[RFC 0/2] RISC-V: enable rust

Palmer Dabbelt palmer at dabbelt.com
Fri Feb 24 15:18:03 PST 2023


On Fri, 24 Feb 2023 14:38:28 PST (-0800), miguel.ojeda.sandonis at gmail.com wrote:
> On Fri, Feb 24, 2023 at 10:32 PM Palmer Dabbelt <palmer at dabbelt.com> wrote:
>>
>> I'm fine with it, but IIRC the Rust support for most targets was pulled
>> out as they weren't deemed ready to go yet.  If the Rust folks are OK
>
> So we trimmed the original series from v8 to v9 as much as possible in
> order to upstream things piece by piece, get maintainers involved, and
> so on; i.e. they were not trimmed because they were not ready.
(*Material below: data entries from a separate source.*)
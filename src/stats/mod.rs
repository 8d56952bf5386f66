// Copyright (C) 2026 Checkmk GmbH - License: GNU General Public License v2
// This file is part of Checkmk (https://checkmk.com). It is subject to the terms and
// conditions defined in the file COPYING, which is part of this source code package.

//! Running per-identity counts and sizes across all archives of a run.

mod duplicates;

pub use duplicates::{resolve, resolve_runtimes, Duplicates, RuntimeSizePolicy};
pub(crate) use duplicates::global_runtime_counts;

use serde::{Serialize, Serializer};
use std::collections::BTreeMap;
use tracing::{debug, warn};

use crate::identity::{extract_os, extract_package_name};
use crate::runtime::{detect_runtimes, RuntimeObservation};
use crate::sbom::ArchiveRecord;
use crate::size::format_bytes;

/// Occurrence count and size of one identity.
#[derive(Debug, Clone, Copy, PartialEq, Eq)]
pub struct Info {
    pub count: usize,
    pub size: u64,
    pub installed_size: u64,
}

impl Info {
    /// First observation of an identity.
    #[must_use]
    pub fn new(size: u64, installed_size: u64) -> Self {
        Self {
            count: 1,
            size,
            installed_size,
        }
    }
}

impl Serialize for Info {
    fn serialize<S>(&self, serializer: S) -> Result<S::Ok, S::Error>
    where
        S: Serializer,
    {
        use serde::ser::SerializeStruct;
        let mut state = serializer.serialize_struct("Info", 5)?;
        state.serialize_field("count", &self.count)?;
        state.serialize_field("size", &self.size)?;
        state.serialize_field("size_human", &format_bytes(self.size))?;
        state.serialize_field("installed_size", &self.installed_size)?;
        state.serialize_field("installed_size_human", &format_bytes(self.installed_size))?;
        state.end()
    }
}

/// Identity to info, ordered by identity.
pub type InfoMap = BTreeMap<String, Info>;
/// Archive to runtime to info.
pub type RuntimeMap = BTreeMap<String, InfoMap>;

/// A package occurrence in one archive.
#[derive(Debug, Clone, PartialEq, Eq)]
pub struct PackageObservation {
    pub identity: String,
    pub size: u64,
    pub installed_size: u64,
}

/// Aggregated statistics of a run.
///
/// Not safe for concurrent writers: feed archives one at a time, in a stable order,
/// since the first observation of an identity decides its size.
#[derive(Debug, Clone, Default, PartialEq, Eq)]
pub struct Stats {
    base_os: InfoMap,
    packages: InfoMap,
    runtimes: RuntimeMap,
}

impl Stats {
    #[must_use]
    pub fn new() -> Self {
        Self::default()
    }

    /// Aggregate all records, in ascending archive-name order.
    #[must_use]
    pub fn from_records(records: &[ArchiveRecord]) -> Self {
        let mut sorted: Vec<&ArchiveRecord> = records.iter().collect();
        sorted.sort_by(|a, b| a.name.cmp(&b.name));
        let mut stats = Self::new();
        for record in sorted {
            stats.ingest(record);
        }
        stats
    }

    #[must_use]
    pub fn base_os(&self) -> &InfoMap {
        &self.base_os
    }

    #[must_use]
    pub fn packages(&self) -> &InfoMap {
        &self.packages
    }

    #[must_use]
    pub fn runtimes(&self) -> &RuntimeMap {
        &self.runtimes
    }

    /// Number of archives processed so far.
    #[must_use]
    pub fn archives(&self) -> usize {
        self.runtimes.len()
    }

    /// Record one archive.
    ///
    /// Base OS and package sizes are taken from the first observation of an identity;
    /// later observations only increment the count. Runtime sizes are summed per archive.
    pub fn process_archive(
        &mut self,
        archive: &str,
        os_identity: &str,
        os_size: u64,
        packages: &[PackageObservation],
        runtimes: &[RuntimeObservation],
    ) {
        self.base_os
            .entry(os_identity.to_string())
            .and_modify(|info| info.count += 1)
            .or_insert_with(|| Info::new(os_size, 0));

        for package in packages {
            self.packages
                .entry(package.identity.clone())
                .and_modify(|info| info.count += 1)
                .or_insert_with(|| Info::new(package.size, package.installed_size));
        }

        let archive_runtimes = self.runtimes.entry(archive.to_string()).or_default();
        for observation in runtimes {
            archive_runtimes
                .entry(observation.runtime.clone())
                .and_modify(|info| {
                    info.count += 1;
                    info.size = info.size.saturating_add(observation.size);
                })
                .or_insert_with(|| Info::new(observation.size, 0));
        }
    }

    /// Extract identities from a normalized archive and record it.
    ///
    /// Packages whose URL cannot be decoded are skipped with a warning.
    pub fn ingest(&mut self, record: &ArchiveRecord) {
        let os_identity = extract_os(&record.distro);
        if os_identity.is_empty() {
            debug!(
                archive = %record.name,
                distro = %record.distro,
                "Unrecognized distro identifier, counting under empty base OS"
            );
        }

        let mut packages = Vec::with_capacity(record.packages.len());
        let mut runtimes = Vec::new();
        for package in &record.packages {
            let Some(identity) = extract_package_name(&package.purl) else {
                warn!(
                    archive = %record.name,
                    purl = %package.purl,
                    "Skipping package: unable to decode package URL"
                );
                continue;
            };
            packages.push(PackageObservation {
                identity,
                size: package.size,
                installed_size: package.installed_size,
            });
            runtimes.extend(detect_runtimes(&package.files));
        }

        debug!(
            archive = %record.name,
            base_os = %os_identity,
            packages = packages.len(),
            runtime_files = runtimes.len(),
            "Aggregating archive"
        );
        self.process_archive(
            &record.name,
            &os_identity,
            record.base_size,
            &packages,
            &runtimes,
        );
    }

    /// Consume the statistics, keeping only identities seen at least twice.
    #[must_use]
    pub fn into_duplicates(self, policy: RuntimeSizePolicy) -> Duplicates {
        Duplicates {
            base_os: resolve(self.base_os),
            packages: resolve(self.packages),
            runtimes: resolve_runtimes(&self.runtimes, policy),
        }
    }
}

#[cfg(test)]
mod tests {
    use super::*;
    use crate::sbom::{FileRecord, PackageRecord};

    fn package(identity: &str, size: u64, installed_size: u64) -> PackageObservation {
        PackageObservation {
            identity: identity.to_string(),
            size,
            installed_size,
        }
    }

    fn runtime(name: &str, size: u64) -> RuntimeObservation {
        RuntimeObservation {
            runtime: name.to_string(),
            size,
        }
    }

    fn record(name: &str, distro: &str, packages: Vec<PackageRecord>) -> ArchiveRecord {
        ArchiveRecord {
            name: name.to_string(),
            distro: distro.to_string(),
            base_size: 1000,
            packages,
        }
    }

    fn package_record(purl: &str, size: u64, files: Vec<FileRecord>) -> PackageRecord {
        PackageRecord {
            purl: purl.to_string(),
            size,
            installed_size: size * 2,
            files,
        }
    }

    #[test]
    fn test_first_observation_creates_entries() {
        let mut stats = Stats::new();
        stats.process_archive(
            "a",
            "ubuntu:22.04",
            77,
            &[package("curl", 10, 20)],
            &[runtime("jdk-11", 5)],
        );

        assert_eq!(stats.base_os()["ubuntu:22.04"], Info::new(77, 0));
        assert_eq!(stats.packages()["curl"], Info::new(10, 20));
        assert_eq!(stats.runtimes()["a"]["jdk-11"], Info::new(5, 0));
        assert_eq!(stats.archives(), 1);
    }

    #[test]
    fn test_repeated_package_keeps_first_size() {
        let mut stats = Stats::new();
        stats.process_archive("a", "ubuntu:22.04", 77, &[package("curl", 10, 20)], &[]);
        stats.process_archive("b", "ubuntu:22.04", 99, &[package("curl", 30, 40)], &[]);

        let curl = stats.packages()["curl"];
        assert_eq!(curl.count, 2);
        assert_eq!((curl.size, curl.installed_size), (10, 20));

        let os = stats.base_os()["ubuntu:22.04"];
        assert_eq!(os.count, 2);
        assert_eq!(os.size, 77);
    }

    #[test]
    fn test_runtime_sizes_accumulate_within_archive() {
        let mut stats = Stats::new();
        stats.process_archive(
            "a",
            "",
            0,
            &[],
            &[runtime("jdk-11", 5), runtime("jdk-11", 7), runtime("python3", 1)],
        );

        assert_eq!(
            stats.runtimes()["a"]["jdk-11"],
            Info {
                count: 2,
                size: 12,
                installed_size: 0
            }
        );
        assert_eq!(stats.runtimes()["a"]["python3"].count, 1);
    }

    #[test]
    fn test_runtime_size_within_archive_saturates() {
        let mut stats = Stats::new();
        stats.process_archive(
            "a",
            "",
            0,
            &[],
            &[runtime("jdk", u64::MAX - 1), runtime("jdk", 10)],
        );

        let jdk = stats.runtimes()["a"]["jdk"];
        assert_eq!((jdk.count, jdk.size), (2, u64::MAX));
    }

    #[test]
    fn test_runtimes_are_scoped_per_archive() {
        let mut stats = Stats::new();
        stats.process_archive("a", "", 0, &[], &[runtime("jdk-11", 5)]);
        stats.process_archive("b", "", 0, &[], &[runtime("jdk-11", 9)]);

        assert_eq!(stats.runtimes()["a"]["jdk-11"], Info::new(5, 0));
        assert_eq!(stats.runtimes()["b"]["jdk-11"], Info::new(9, 0));
    }

    #[test]
    fn test_archive_without_runtimes_is_tracked() {
        let mut stats = Stats::new();
        stats.process_archive("a", "alpine:3.19", 0, &[], &[]);
        assert!(stats.runtimes()["a"].is_empty());
    }

    #[test]
    fn test_empty_os_identity_is_a_bucket() {
        let mut stats = Stats::new();
        stats.process_archive("a", "", 1, &[], &[]);
        stats.process_archive("b", "", 2, &[], &[]);
        assert_eq!(stats.base_os()[""].count, 2);
    }

    #[test]
    fn test_ingest_extracts_identities() {
        let mut stats = Stats::new();
        stats.ingest(&record(
            "a",
            "pkg:generic/debian@12?arch=amd64",
            vec![
                package_record("pkg:deb/debian/curl@7.88.1?arch=amd64", 10, vec![]),
                package_record(
                    "pkg:deb/debian/openjdk-17-jre-headless@17.0.9",
                    500,
                    vec![
                        FileRecord {
                            path: "/usr/lib/jvm/java-17-openjdk-amd64/lib/libjvm.so".to_string(),
                            size: 300,
                        },
                        FileRecord {
                            path: "/usr/lib/jvm/java-17-openjdk-amd64/bin/java".to_string(),
                            size: 12,
                        },
                    ],
                ),
            ],
        ));

        assert_eq!(stats.base_os()["debian:12"], Info::new(1000, 0));
        assert_eq!(stats.packages()["curl@7.88.1"], Info::new(10, 20));
        assert_eq!(
            stats.runtimes()["a"]["java-17-openjdk-amd64"],
            Info {
                count: 2,
                size: 312,
                installed_size: 0
            }
        );
    }

    #[test]
    fn test_ingest_skips_undecodable_package() {
        let mut stats = Stats::new();
        stats.ingest(&record(
            "a",
            "pkg:generic/debian@12",
            vec![
                package_record("pkg:npm/broken%zz@1.0.0", 10, vec![]),
                package_record("pkg:npm/left-pad@1.3.0", 1, vec![]),
            ],
        ));

        assert_eq!(stats.packages().len(), 1);
        assert!(stats.packages().contains_key("left-pad@1.3.0"));
    }

    #[test]
    fn test_from_records_orders_by_archive_name() {
        // Both report curl with different sizes; "a" sorts first and wins.
        let records = vec![
            record(
                "b",
                "pkg:generic/debian@12",
                vec![package_record("pkg:deb/debian/curl", 30, vec![])],
            ),
            record(
                "a",
                "pkg:generic/debian@12",
                vec![package_record("pkg:deb/debian/curl", 10, vec![])],
            ),
        ];

        let stats = Stats::from_records(&records);
        assert_eq!(stats.packages()["curl"].count, 2);
        assert_eq!(stats.packages()["curl"].size, 10);
        assert_eq!(stats.archives(), 2);
    }

    #[test]
    fn test_end_to_end_duplicate_package() {
        let records = vec![
            record(
                "a",
                "pkg:generic/ubuntu@22.04",
                vec![package_record("pkg:generic/curl", 10, vec![])],
            ),
            record(
                "b",
                "pkg:generic/alpine@3.19",
                vec![
                    package_record("pkg:generic/curl", 10, vec![]),
                    package_record("pkg:generic/busybox", 3, vec![]),
                ],
            ),
        ];
        let stats = Stats::from_records(&records);
        assert_eq!(stats.packages()["curl"].count, 2);

        let duplicates = stats.into_duplicates(RuntimeSizePolicy::Sum);
        assert_eq!(duplicates.packages.len(), 1);
        assert_eq!(duplicates.packages["curl"].count, 2);
        assert!(duplicates.base_os.is_empty());
        assert!(duplicates.runtimes.is_empty());
    }

    #[test]
    fn test_info_serialization() {
        let info = Info {
            count: 3,
            size: 1536,
            installed_size: 0,
        };
        let json = serde_json::to_value(info).unwrap();
        assert_eq!(json["count"], 3);
        assert_eq!(json["size"], 1536);
        assert_eq!(json["size_human"], "1.50KB");
        assert_eq!(json["installed_size_human"], "0B");
    }
}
OK, cool, that's way less scary.

> Having said that, for the architectures support in particular, what we
> had is indeed a prototype: each architecture we added was able to
> compile, boot into QEMU, load the sample Rust modules, pass a few
> tests, and so on in our CI, using a couple kernel configs. But that is
> just the basic support, and it does not mean it works for other kernel
> configs, all hardware, all security features, and so on.
>
> So it depends on how you want to approach it, whether you are
> interested in the basic support or not, etc. In any case, I would
> recommend having an expert on the architecture take a look to
> double-check things look sane, run some tests on real hardware, etc.

We generally take stuff pretty early in RISC-V land, for example we take 
a bunch of stuff that's just in the ISA but doesn't have any hardware 
yet.  The good news is that we don't really have any of the complicated 
language-tied features in RISC-V land, so with any luck it's pretty 
straight-forward to flip on.

>> turning on RISC-V support then it's fine with me, but I think it's
>> really more up to them at this point.
>>
>> So
>>
>> Acked-by: Palmer Dabbelt <palmer at rivosinc.com>
>>
>> in case folks want to take it via some Rust-related tree, but I'm also
>> fine taking it via the RISC-V tree if that's easier.
>
> Thanks Palmer! We are trying to get maintainers of the different
> subsystems/archs/... involved so that they maintain the different Rust
> bits we are upstreaming, so ideally it would go through the RISC-V
> tree.

Works for me.

I've got a few other things in the pipeline for this merge window so 
this probably won't make it, but I'll dig in after that.  We've got a 
bunch of Rust-types floating around Rivos as well, so with any luck 
someone else will have some time to poke around.  Having a full cycle in 
linux-next is probably the right way to go for this sort of thing 
anyway, as it's likely to shake out some long-tail issues.

That'll also give us time to sort out the authorship issues, which we'd 
of course need to do before merging anything.